Proper Orthogonal Decomposition

Proper orthogonal decomposition (POD, [66]) is perhaps the most widely-used technique for data-driven reduced order modeling. POD approximates the reduction and the reconstruction through linear maps. Assume that the big discretized space has dimension $N$ and we try to model the solution manifold with an $n$-dimensional subspace. POD then models the reduction $\mathcal{P}:\mathbb{R}^N\to\mathbb{R}^n$ through a matrix $\in\mathbb{R}^{n\times{}N}$ and the reconstruction $\mathcal{R}:\mathbb{R}^n\to\mathbb{R}^N$ through a matrix $\in\mathbb{R}^{N\times{}n}.$ If we are given a snapshot matrix finding $\mathcal{P}$ and $\mathcal{R}$ amounts to a simple application of singular value decomposition (SVD).

Theorem

Given a snapshot matrix $M = [u_1, \ldots, u_\mathtt{nts}] \in\mathbb{R}^{N\times\mathtt{nts}},$ where $\mathtt{nts}$ is the number of time steps, the ideal linear subspace that can best approximate the data stored in $M$ are the first $n$ columns of the $V$ matrix in an SVD: $M = VDU^T.$ The problem of finding this subspace can either be phrased as a maximization problem:

\[ \max_{\psi_1, \ldots, \psi_n\in\mathbb{R}^N} \sum_{i = 1}^n \sum_{j = 1}^{\mathtt{nts}}| \langle u_j, \psi_i \rangle_{\mathbb{R}^N} |^2 \text{ s.t. $\langle \psi_i, \psi_j \rangle = \delta_{ij}$ for $1 \leq i$, $j \leq n$,}\]

or as a minimization problem:

\[ \min_{\psi_1, \ldots, \psi_n\in\mathbb{R}^N} \sum_{j = 1}^{\mathtt{nts}} | u_j - \sum_{i = 1}^n \psi_i\langle u_j, u_i \rangle |^2\text{ s.t. $\langle \psi_i, \psi_j \rangle = \delta_{ij}$ for $1 \leq i$, $j \leq n$.}\]

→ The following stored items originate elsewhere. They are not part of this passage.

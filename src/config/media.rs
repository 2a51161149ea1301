//! Media delivery configuration.
//!
//! Holds the CDN layout and the three credential components. Credentials are
//! optional at the type level: a process started without them still serves
//! `/health`, and every signing request answers with a configuration error.

use std::fmt;

use serde::{Deserialize, Serialize};

use crate::constants::{
    DEFAULT_CDN_HOST, DEFAULT_DELIVERY_TYPE, DEFAULT_RESOURCE_TYPE, DEFAULT_TRANSFORMATION,
    ENV_API_KEY, ENV_API_SECRET, ENV_CLOUD_NAME,
};
use crate::signing::Credentials;

fn default_cdn_host() -> String {
    DEFAULT_CDN_HOST.to_string()
}

fn default_resource_type() -> String {
    DEFAULT_RESOURCE_TYPE.to_string()
}

fn default_delivery_type() -> String {
    DEFAULT_DELIVERY_TYPE.to_string()
}

fn default_transformation() -> String {
    DEFAULT_TRANSFORMATION.to_string()
}

#[derive(Clone, Serialize, Deserialize)]
pub struct MediaConfig {
    /// Account identifier placed in the URL path
    #[serde(default, skip_serializing_if = "Option::is_none")]
    pub cloud_name: Option<String>,
    #[serde(default, skip_serializing_if = "Option::is_none")]
    pub api_key: Option<String>,
    #[serde(default, skip_serializing)]
    pub api_secret: Option<String>,
    #[serde(default = "default_cdn_host")]
    pub cdn_host: String,
    #[serde(default = "default_resource_type")]
    pub resource_type: String,
    #[serde(default = "default_delivery_type")]
    pub delivery_type: String,
    /// Applied when a request carries no `options` (default: f_auto,q_auto,dpr_auto)
    #[serde(default = "default_transformation")]
    pub default_transformation: String,
}

impl Default for MediaConfig {
    fn default() -> Self {
        Self {
            cloud_name: None,
            api_key: None,
            api_secret: None,
            cdn_host: default_cdn_host(),
            resource_type: default_resource_type(),
            delivery_type: default_delivery_type(),
            default_transformation: default_transformation(),
        }
    }
}

// Hand-written so the secret never reaches a log line.
impl fmt::Debug for MediaConfig {
    fn fmt(&self, f: &mut fmt::Formatter<'_>) -> fmt::Result {
        f.debug_struct("MediaConfig")
            .field("cloud_name", &self.cloud_name)
            .field("api_key", &self.api_key)
            .field("api_secret", &self.api_secret.as_ref().map(|_| "****"))
            .field("cdn_host", &self.cdn_host)
            .field("resource_type", &self.resource_type)
            .field("delivery_type", &self.delivery_type)
            .field("default_transformation", &self.default_transformation)
            .finish()
    }
}

impl MediaConfig {
    /// Resolved credentials, or None if any component is missing or blank
    pub fn credentials(&self) -> Option<Credentials> {
        Credentials::resolve(
            self.cloud_name.as_deref(),
            self.api_key.as_deref(),
            self.api_secret.as_deref(),
        )
    }

    /// Environment variable names of the missing credential components
    pub fn missing_credentials(&self) -> Vec<&'static str> {
        let blank = |v: &Option<String>| v.as_deref().map_or(true, |s| s.trim().is_empty());

        let mut missing = Vec::new();
        if blank(&self.cloud_name) {
            missing.push(ENV_CLOUD_NAME);
        }
        if blank(&self.api_key) {
            missing.push(ENV_API_KEY);
        }
        if blank(&self.api_secret) {
            missing.push(ENV_API_SECRET);
        }
        missing
    }
}
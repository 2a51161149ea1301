// Server module - Pingora HTTP server setup and configuration

use crate::config::Config;
use crate::proxy::UtsushiService;
use pingora::server::configuration::Opt as ServerOpt;
use pingora::server::Server;

/// Process-level switches taken from the command line
#[derive(Debug, Clone, Copy, Default)]
pub struct ServerArgs {
    /// Run in the background
    pub daemon: bool,
    /// Validate configuration and exit
    pub test: bool,
    /// Take over listening sockets from a running instance
    pub upgrade: bool,
}

/// Utsushi HTTP Server wrapper around Pingora
pub struct UtsushiServer {
    listen_addr: String,
    threads: usize,
    server_opt: ServerOpt,
}

impl UtsushiServer {
    /// Create server settings from application Config and CLI switches
    pub fn from_config(config: &Config, args: ServerArgs) -> Self {
        let mut server_opt = ServerOpt::default();
        server_opt.daemon = args.daemon;
        server_opt.test = args.test;
        server_opt.upgrade = args.upgrade;
        server_opt.nocapture = false;
        server_opt.conf = None;

        Self {
            listen_addr: config.server.listen_addr(),
            threads: config.server.threads,
            server_opt,
        }
    }

    /// Socket address the service listens on
    pub fn listen_addr(&self) -> &str {
        &self.listen_addr
    }

    /// Worker threads for the HTTP service
    pub fn threads(&self) -> usize {
        self.threads
    }

    /// Get the Pingora server options
    pub fn server_opt(&self) -> &ServerOpt {
        &self.server_opt
    }

    /// Start serving. Blocks until shutdown.
    #[allow(unreachable_code)]
    pub fn run(self, service: UtsushiService) -> pingora_core::Result<()> {
        let mut server = Server::new(Some(self.server_opt))?;
        server.bootstrap();

        let mut http_service = pingora_proxy::http_proxy_service(&server.configuration, service);
        http_service.threads = Some(self.threads);
        http_service.add_tcp(&self.listen_addr);

        tracing::info!(
            address = %self.listen_addr,
            threads = self.threads,
            "Starting Utsushi signed URL service"
        );

        server.add_service(http_service);
        server.run_forever();
        Ok(())
    }
}
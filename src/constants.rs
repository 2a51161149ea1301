// Constants module - centralized default values for configuration
//
// Every default used by the config layer, the signer and the endpoint
// handlers lives here so the wire contract is visible in one place.

// =============================================================================
// Server defaults
// =============================================================================

/// Default bind address
pub const DEFAULT_ADDRESS: &str = "0.0.0.0";

/// Default listen port
pub const DEFAULT_PORT: u16 = 8080;

/// Default maximum concurrent requests
pub const DEFAULT_MAX_CONCURRENT_REQUESTS: usize = 1000;

/// Default number of worker threads
pub const DEFAULT_THREADS: usize = 4;

/// Default path of the signing endpoint
pub const DEFAULT_ISSUE_PATH: &str = "/issue";

/// Legacy path of the signing endpoint, still answered alongside the configured one
pub const LEGACY_ISSUE_PATH: &str = "/api/cloudinary-url";

/// Seconds suggested to clients rejected by the concurrency limit
pub const RETRY_AFTER_SECS: u64 = 5;

// =============================================================================
// Security defaults
// =============================================================================

/// Default maximum header size (64 KB)
pub const DEFAULT_MAX_HEADER_SIZE: usize = 64 * 1024;

/// Default maximum URI length (8 KB)
pub const DEFAULT_MAX_URI_LENGTH: usize = 8192;

/// Maximum accepted length of a normalized asset path
pub const MAX_ASSET_PATH_LENGTH: usize = 1024;

/// Maximum number of transformation directives in one request
pub const MAX_TRANSFORM_DIRECTIVES: usize = 32;

// =============================================================================
// Media defaults
// =============================================================================

/// Default CDN host serving signed assets
pub const DEFAULT_CDN_HOST: &str = "res.cloudinary.com";

/// Default resource type segment
pub const DEFAULT_RESOURCE_TYPE: &str = "image";

/// Default delivery type segment for private assets
pub const DEFAULT_DELIVERY_TYPE: &str = "authenticated";

/// Transformation applied when the caller does not supply one
pub const DEFAULT_TRANSFORMATION: &str = "f_auto,q_auto,dpr_auto";

/// Width of the `thumb` preset
pub const PRESET_THUMB_WIDTH: u32 = 800;

/// Width of the `display` preset
pub const PRESET_DISPLAY_WIDTH: u32 = 1400;

/// Width of the `large` preset
pub const PRESET_LARGE_WIDTH: u32 = 2000;

// =============================================================================
// Environment variables
// =============================================================================

pub const ENV_CLOUD_NAME: &str = "CLOUDINARY_CLOUD_NAME";
pub const ENV_API_KEY: &str = "CLOUDINARY_API_KEY";
pub const ENV_API_SECRET: &str = "CLOUDINARY_API_SECRET";
pub const ENV_ADDRESS: &str = "UTSUSHI_ADDRESS";
pub const ENV_PORT: &str = "UTSUSHI_PORT";
pub const ENV_CDN_HOST: &str = "UTSUSHI_CDN_HOST";

// =============================================================================
// Logging defaults
// =============================================================================

/// Default log filter when RUST_LOG is not set
pub const DEFAULT_LOG_LEVEL: &str = "info";
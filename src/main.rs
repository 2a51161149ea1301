use clap::Parser;
use std::path::PathBuf;
use utsushi::config::Config;
use utsushi::proxy::UtsushiService;
use utsushi::server::{ServerArgs, UtsushiServer};

/// Utsushi - signed media URL issuer built with Cloudflare's Pingora
#[derive(Parser, Debug)]
#[command(name = "utsushi")]
#[command(version, about, long_about = None)]
struct Args {
    /// Path to configuration file (environment only when omitted)
    #[arg(short, long)]
    config: Option<PathBuf>,

    /// Daemon mode
    #[arg(short = 'd', long)]
    daemon: bool,

    /// Test configuration and exit
    #[arg(long)]
    test: bool,

    /// Upgrade workers gracefully
    #[arg(long)]
    upgrade: bool,
}

fn main() {
    // Parse command-line arguments
    let args = Args::parse();

    let config = Config::load(args.config.as_deref()).unwrap_or_else(|e| {
        eprintln!("Failed to load configuration: {}", e);
        std::process::exit(1);
    });

    if let Err(e) = utsushi::logging::init_with_config(&config.logging) {
        eprintln!("Failed to initialize logging: {}", e);
        std::process::exit(1);
    }

    if let Err(e) = config.validate() {
        tracing::error!(error = %e, "Configuration is invalid");
        std::process::exit(1);
    }

    let missing = config.media.missing_credentials();
    if !missing.is_empty() {
        tracing::error!(
            missing = ?missing,
            "Signing credentials are not configured; issue requests will fail with 500"
        );
    }

    tracing::info!(
        config_file = ?args.config,
        server_address = %config.server.address,
        server_port = config.server.port,
        issue_paths = ?config.issue_paths(),
        cdn_host = %config.media.cdn_host,
        credentials_configured = missing.is_empty(),
        "Configuration loaded successfully"
    );

    if args.test {
        tracing::info!("Configuration test passed");
        return;
    }

    let service = UtsushiService::new(&config).unwrap_or_else(|e| {
        tracing::error!(error = %e, "Failed to build service");
        std::process::exit(1);
    });

    let server = UtsushiServer::from_config(
        &config,
        ServerArgs {
            daemon: args.daemon,
            test: args.test,
            upgrade: args.upgrade,
        },
    );

    if let Err(e) = server.run(service) {
        tracing::error!(error = %e, "Server terminated");
        std::process::exit(1);
    }
}
use async_trait::async_trait;
use lagrange_core::{Control, DisplayPayload, Item, ItemSource, RatingWidget, render_widget};
use lagrange_discord::{
    Anime, BOTINFO_COMMAND, Cogs, LagrangeBot, Meta, USERINFO_COMMAND, WAIFU_COMMAND,
    WidgetRegistry, all_commands, command_owner, component_owner,
};
use lagrange_error::LagrangeResult;
use std::sync::Arc;

struct FixedSource;

#[async_trait]
impl ItemSource for FixedSource {
    async fn fetch(&self) -> LagrangeResult<Item> {
        Ok(Item::new(1, "https://x/1.png", None, "#336699"))
    }

    fn render(&self, widget: &RatingWidget) -> DisplayPayload {
        render_widget(widget)
    }
}

fn cogs() -> Cogs {
    LagrangeBot::default_cogs(Arc::new(FixedSource), WidgetRegistry::default())
}

#[test]
fn commands_route_to_their_cog() {
    let cogs = cogs();

    assert_eq!(command_owner(&cogs, WAIFU_COMMAND).unwrap().name(), "Anime");
    assert_eq!(command_owner(&cogs, BOTINFO_COMMAND).unwrap().name(), "Meta");
    assert_eq!(command_owner(&cogs, USERINFO_COMMAND).unwrap().name(), "Meta");
    assert!(command_owner(&cogs, "ping").is_none());
}

#[test]
fn widget_controls_route_to_anime() {
    let cogs = cogs();

    for control in Control::ALL {
        assert_eq!(
            component_owner(&cogs, control.custom_id()).unwrap().name(),
            "Anime"
        );
    }
    assert!(component_owner(&cogs, "other:button").is_none());
}

#[test]
fn meta_exposes_both_sub_cogs() {
    use lagrange_discord::Cog;

    let meta = Meta::new();
    assert_eq!(meta.command_names(), vec![BOTINFO_COMMAND, USERINFO_COMMAND]);
    assert_eq!(meta.commands().len(), 2);
}

#[test]
fn every_command_is_registered_once() {
    assert_eq!(all_commands(&cogs()).len(), 3);

    let anime = Anime::new(Arc::new(FixedSource), WidgetRegistry::default());
    assert!(anime.registry().is_empty());
}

In both these cases we have

\[ [\psi_1, \psi_2, \ldots, \psi_n] = V\mathtt{[1:N, 1:n]},\]

where $V$ is obtained via an SVD of $M$.

A proof of the statement above can be found in e.g. [67]. We can obtain the reduced equations via Galerkin projection:

Theorem

Consider a full-order model on $\mathbb{R}^N$ described by the vector field ${\hat{u}}'(t) = X(\hat{u}(t))$. For a POD basis the reduced vector field, obtained via Galerkin projection, is:

\[ u'(t) = V^TX(Vu(t)),\]

where we used $\{\tilde{\psi}_i = Ve_i\}_{i = 1,\ldots, n}$ as test functions. $e_i\in\mathbb{R}^n$ is the vector that is zero everywhere except for the $i$-th entry, where it is one.

Proof

If we take as test function $\tilde{\psi}_i = Ve_i$, then we get:

\[ e_i^TV^TX(Vu(t)) \overset{!}{=} e_i^TV^TVu'(t) = e_i^Tu'(t),\]

and since this must be true for every $i = 1, \ldots, n$ we obtain the desired expression for the reduced vector field.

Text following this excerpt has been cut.